Nessuno, tuttavia, può dirsi dalla parte della ragione o del torto, soprattutto chi rivolge all'hipster un'equivalente percentuale di disprezzo. L'autore lo chiarisce in un passo illuminante, dal quale emerge che nel detestare e temere l'hipster in sé, detestiamo e temiamo – come fu detto per un certo uomo politico – l'hipster in noi:

«l'hipster è una figura spesso disprezzata e denigrata perché nell'hipster riconosciamo una parte di noi. Tutti siamo hipster in percentuali minori o maggiori, o almeno tutti quegli outsider che non accettano lo status di partenza e cercano di diventare, legittimamente, qualcos'altro […] c'è una fase hipster in ognuno di noi, per questo consiglierei a chi usa il termine con disprezzo, di farlo con cautela, perché se sei un giovane ventenne o trentenne che ha studiato e viaggiato e sta cercando di sopravvivere su questo pianeta, è probabile che da qualche parte, dentro di te, si annidi un hipster. Il disprezzo nasce spesso dal confronto con la propria vita. L'hipster, con la sua sola esistenza, ci sta dicendo che non siamo abbastanza innovativi, anticonformisti, abbastanza innovativi, abbastanza underground. Ci fa sentire nella media. E allora disprezziamo l'hipster. E lo disprezzano anche gli hipster stessi, perché l'hipster non sopporta di essere assimilato ad altri uguali a lui».
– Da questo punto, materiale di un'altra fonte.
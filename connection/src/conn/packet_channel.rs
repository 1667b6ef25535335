use std::io::{Read, Write};
use std::net::{Shutdown, TcpStream};
use std::time::Duration;

use byteorder::{LittleEndian, ReadBytesExt, WriteBytesExt};
use bytes::BytesMut;

use common::err::{TbrError, TbrResult};

use crate::{MAX_PACKET_PAYLOAD, PACKET_HEADER_SIZE};

/// Framed packet transport over one TCP connection.
///
/// Every packet is prefixed by `u24 payload_length + u8 sequence`.
/// Payloads of 0xFFFFFF bytes continue in the next frame;
/// `read_packet` concatenates the continuation frames and `write_packet`
/// splits oversized payloads the same way.
#[derive(Debug)]
pub struct PacketChannel {
    stream: TcpStream,
    /// Reused across packets to avoid a fresh allocation per event.
    buffer: BytesMut,
}

/// Clone of the underlying socket used to interrupt a blocking read
/// from another thread.
#[derive(Debug)]
pub struct ChannelCloser {
    stream: TcpStream,
}

impl ChannelCloser {
    pub fn close(&self) {
        let _ = self.stream.shutdown(Shutdown::Both);
    }
}

impl PacketChannel {
    pub fn connect(host: &str, port: u16, read_timeout: Option<Duration>) -> TbrResult<Self> {
        let address = format!("{}:{}", host, port);
        let stream = TcpStream::connect(&address)
            .map_err(|e| TbrError::ConnectionError(format!("Connect to {} failed: {}", address, e)))?;
        stream.set_read_timeout(read_timeout)?;
        stream.set_nodelay(true)?;
        Ok(Self {
            stream,
            buffer: BytesMut::new(),
        })
    }

    pub fn closer(&self) -> TbrResult<ChannelCloser> {
        Ok(ChannelCloser {
            stream: self.stream.try_clone()?,
        })
    }

    /// Read one complete packet, following continuation frames. Returns
    /// the payload and the sequence number of the last frame.
    pub fn read_packet(&mut self) -> TbrResult<(Vec<u8>, u8)> {
        self.buffer.clear();
        let mut seq_num;

        loop {
            let mut header = [0u8; PACKET_HEADER_SIZE];
            self.stream.read_exact(&mut header)?;
            let packet_size = (&header[0..3]).read_u24::<LittleEndian>()? as usize;
            seq_num = header[3];

            let start = self.buffer.len();
            self.buffer.resize(start + packet_size, 0);
            self.stream.read_exact(&mut self.buffer[start..])?;

            if packet_size < MAX_PACKET_PAYLOAD {
                break;
            }
        }

        Ok((self.buffer.to_vec(), seq_num))
    }

    /// Write one payload, splitting into continuation frames when it
    /// exceeds the frame limit. The sequence number increments per
    /// frame, wrapping at 256.
    pub fn write_packet(&mut self, packet: &[u8], seq_num: u8) -> TbrResult<()> {
        let mut seq = seq_num;
        let mut chunks = packet.chunks(MAX_PACKET_PAYLOAD).peekable();

        // a zero length payload still travels as one empty frame
        if packet.is_empty() {
            return self.write_frame(&[], seq);
        }

        let mut last_len = 0;
        while let Some(chunk) = chunks.next() {
            self.write_frame(chunk, seq)?;
            seq = seq.wrapping_add(1);
            last_len = chunk.len();
        }
        // an exact multiple of the frame limit needs an empty trailer so
        // the peer knows the packet ended
        if last_len == MAX_PACKET_PAYLOAD {
            self.write_frame(&[], seq)?;
        }
        Ok(())
    }

    fn write_frame(&mut self, chunk: &[u8], seq: u8) -> TbrResult<()> {
        self.stream.write_u24::<LittleEndian>(chunk.len() as u32)?;
        self.stream.write_u8(seq)?;
        self.stream.write_all(chunk)?;
        self.stream.flush()?;
        Ok(())
    }

    pub fn shutdown(&mut self) {
        let _ = self.stream.shutdown(Shutdown::Both);
    }
}

#[cfg(test)]
mod tests {
    use std::io::{Read, Write};
    use std::net::TcpListener;
    use std::thread;

    use super::*;

    /// Run a one-shot server; returns what the client wrote after
    /// sending `to_send` to it.
    fn with_server(
        to_send: Vec<u8>,
        client: impl FnOnce(&mut PacketChannel) -> Vec<u8>,
    ) -> Vec<u8> {
        let listener = TcpListener::bind("127.0.0.1:0").unwrap();
        let addr = listener.local_addr().unwrap();

        let server = thread::spawn(move || {
            let (mut stream, _) = listener.accept().unwrap();
            stream.write_all(&to_send).unwrap();
            let mut received = Vec::new();
            let _ = stream.read_to_end(&mut received);
            received
        });

        let mut channel = PacketChannel::connect("127.0.0.1", addr.port(), None).unwrap();
        let _ = client(&mut channel);
        channel.shutdown();
        server.join().unwrap()
    }

    fn frame(payload: &[u8], seq: u8) -> Vec<u8> {
        let mut out = Vec::new();
        out.extend_from_slice(&(payload.len() as u32).to_le_bytes()[..3]);
        out.push(seq);
        out.extend_from_slice(payload);
        out
    }

    #[test]
    fn read_single_packet() {
        with_server(frame(b"hello", 3), |channel| {
            let (payload, seq) = channel.read_packet().unwrap();
            assert_eq!(payload, b"hello");
            assert_eq!(seq, 3);
            Vec::new()
        });
    }

    #[test]
    fn read_concatenates_continuation_frames() {
        // 0xFFFFFF full frame followed by a 3 byte trailer
        let big = vec![0xabu8; MAX_PACKET_PAYLOAD];
        let mut wire = frame(&big, 0);
        wire.extend_from_slice(&frame(b"end", 1));

        with_server(wire, |channel| {
            let (payload, seq) = channel.read_packet().unwrap();
            assert_eq!(payload.len(), MAX_PACKET_PAYLOAD + 3);
            assert_eq!(&payload[MAX_PACKET_PAYLOAD..], b"end");
            assert_eq!(seq, 1);
            Vec::new()
        });
    }

    #[test]
    fn write_prefixes_header() {
        let received = with_server(Vec::new(), |channel| {
            channel.write_packet(b"ping", 7).unwrap();
            Vec::new()
        });
        assert_eq!(received, frame(b"ping", 7));
    }

    #[test]
    fn closed_socket_reports_incomplete() {
        let result = with_server(frame(b"x", 0), |channel| {
            let _ = channel.read_packet().unwrap();
            // the server closes after one frame; the next read fails
            assert!(channel.read_packet().is_err());
            Vec::new()
        });
        assert!(result.is_empty());
    }
}
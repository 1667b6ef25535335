/// Rewrite a statement into its canonical form: every string and
/// numeric literal becomes `?`. Identifier quoting (backticks) is kept,
/// whitespace runs collapse to one space. The canonical form is the
/// classifier cache key, so it must be deterministic and cheap.
pub fn canonicalize(sql: &str) -> String {
    let bytes = sql.as_bytes();
    let mut out = String::with_capacity(sql.len());
    let mut i = 0;

    while i < bytes.len() {
        let c = bytes[i];
        match c {
            b'\'' | b'"' => {
                i = skip_string(bytes, i);
                out.push('?');
            }
            b'`' => {
                let end = skip_string(bytes, i);
                out.push_str(&sql[i..end]);
                i = end;
            }
            b'0'..=b'9' => {
                // a number literal, unless glued to an identifier
                if ends_with_ident_char(&out) {
                    out.push(c as char);
                    i += 1;
                } else {
                    i = skip_number(bytes, i);
                    out.push('?');
                }
            }
            b'-' if bytes.get(i + 1) == Some(&b'-') => {
                // line comment runs to the end of the line
                while i < bytes.len() && bytes[i] != b'\n' {
                    i += 1;
                }
            }
            c if c.is_ascii_whitespace() => {
                if !out.ends_with(' ') && !out.is_empty() {
                    out.push(' ');
                }
                i += 1;
            }
            _ => {
                out.push(c as char);
                i += 1;
            }
        }
    }

    out.trim_end().to_string()
}

fn ends_with_ident_char(out: &str) -> bool {
    out.chars()
        .last()
        .map(|c| c.is_ascii_alphanumeric() || c == '_' || c == '?')
        .unwrap_or(false)
}

/// Past the closing quote, honoring doubled quotes and backslash
/// escapes.
fn skip_string(bytes: &[u8], start: usize) -> usize {
    let quote = bytes[start];
    let mut i = start + 1;
    while i < bytes.len() {
        if bytes[i] == b'\\' && quote != b'`' {
            i += 2;
            continue;
        }
        if bytes[i] == quote {
            if bytes.get(i + 1) == Some(&quote) {
                i += 2;
                continue;
            }
            return i + 1;
        }
        i += 1;
    }
    bytes.len()
}

fn skip_number(bytes: &[u8], start: usize) -> usize {
    let mut i = start;
    while i < bytes.len() {
        match bytes[i] {
            b'0'..=b'9' | b'.' | b'x' | b'X' | b'a'..=b'f' | b'A'..=b'F' => i += 1,
            b'e' | b'E' if bytes.get(i + 1).map(|c| c.is_ascii_digit() || *c == b'-').unwrap_or(false) => {
                i += 2
            }
            _ => break,
        }
    }
    i
}

#[cfg(test)]
mod tests {
    use super::canonicalize;

    #[test]
    fn string_literals_become_placeholders() {
        assert_eq!(
            canonicalize("SELECT * FROM t WHERE name = 'alice'"),
            "SELECT * FROM t WHERE name = ?"
        );
        assert_eq!(
            canonicalize("SELECT 'it''s' FROM t"),
            "SELECT ? FROM t"
        );
    }

    #[test]
    fn numbers_become_placeholders_but_identifiers_survive() {
        assert_eq!(
            canonicalize("SELECT c1 FROM t2 WHERE id = 42"),
            "SELECT c1 FROM t2 WHERE id = ?"
        );
        assert_eq!(
            canonicalize("INSERT INTO t VALUES (1, 2.5, 0xff)"),
            "INSERT INTO t VALUES (?, ?, ?)"
        );
    }

    #[test]
    fn backtick_identifiers_are_kept() {
        assert_eq!(
            canonicalize("UPDATE `my table` SET x = 'v'"),
            "UPDATE `my table` SET x = ?"
        );
    }

    #[test]
    fn whitespace_collapses() {
        assert_eq!(
            canonicalize("SELECT   1\n  FROM   t"),
            "SELECT ? FROM t"
        );
    }

    #[test]
    fn line_comments_are_dropped() {
        assert_eq!(
            canonicalize("SELECT 1 -- trailing note\nFROM t"),
            "SELECT ? FROM t"
        );
    }

    #[test]
    fn same_shape_same_canonical() {
        assert_eq!(
            canonicalize("SELECT * FROM t WHERE id = 1"),
            canonicalize("SELECT * FROM t WHERE id = 99999")
        );
    }
}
Come uscire, dunque, dalle spirali di questo labirinto apparentemente senza vie di fuga, in cui il sistema mercantile fagocita con inesausto appetito tutto ciò che vorrebbe porsi, indigesto, oltre le sue fauci? Bonini ha una sua risposta, che per quanto basata sulla sua personale esperienza di hipster inconsapevole – e dunque di hipster da manuale – ha un'applicabilità universale, oltre che un'essenza rivelatrice e sorprendente nella sua disarmante semplicità: «alla società dei consumi si sfugge, se si sfugge, solo uscendo fuori dai suoi confini, praticando relazioni umane che non prevedono transazioni economiche e passioni che non prevedono remunerazioni». Allo stesso modo si può sfuggire all'hipsterismo, che si contrasta «con lo stato sociale, l'amore profondo e sincero di qualcuno che dorme con te (quasi) tutte le notti, la passione reale per quello che fai ogni giorno»: perché «quando hai questo, smetti di desiderare di scalare o scendere le scale di una società senza ormai più scale, socialmente immobile, e vivi per quello che sei».

Il “segreto” per guarire dall'hipsterismo contemporaneo “con tutte le sue contraddizioni” cela, in fondo, la saggezza dei tempi antichi: basta «accettarsi per quello che si è, ovvero persone più o meno buone i cui gusti e le cui idee sono socialmente strutturate e influenzate dalla famiglia in cui si è nati, il quartiere in cui si è cresciuti, la disponibilità economica dei propri genitori e il grado di istruzione ricevuto». Siate voi stessi. Provateci. E soprattutto, non siate “la vostra fiction”. È la forma migliore di anticonformismo che possiate adottare in un modo che riesce benissimo a trasformare in merce ogni forma di ribellione.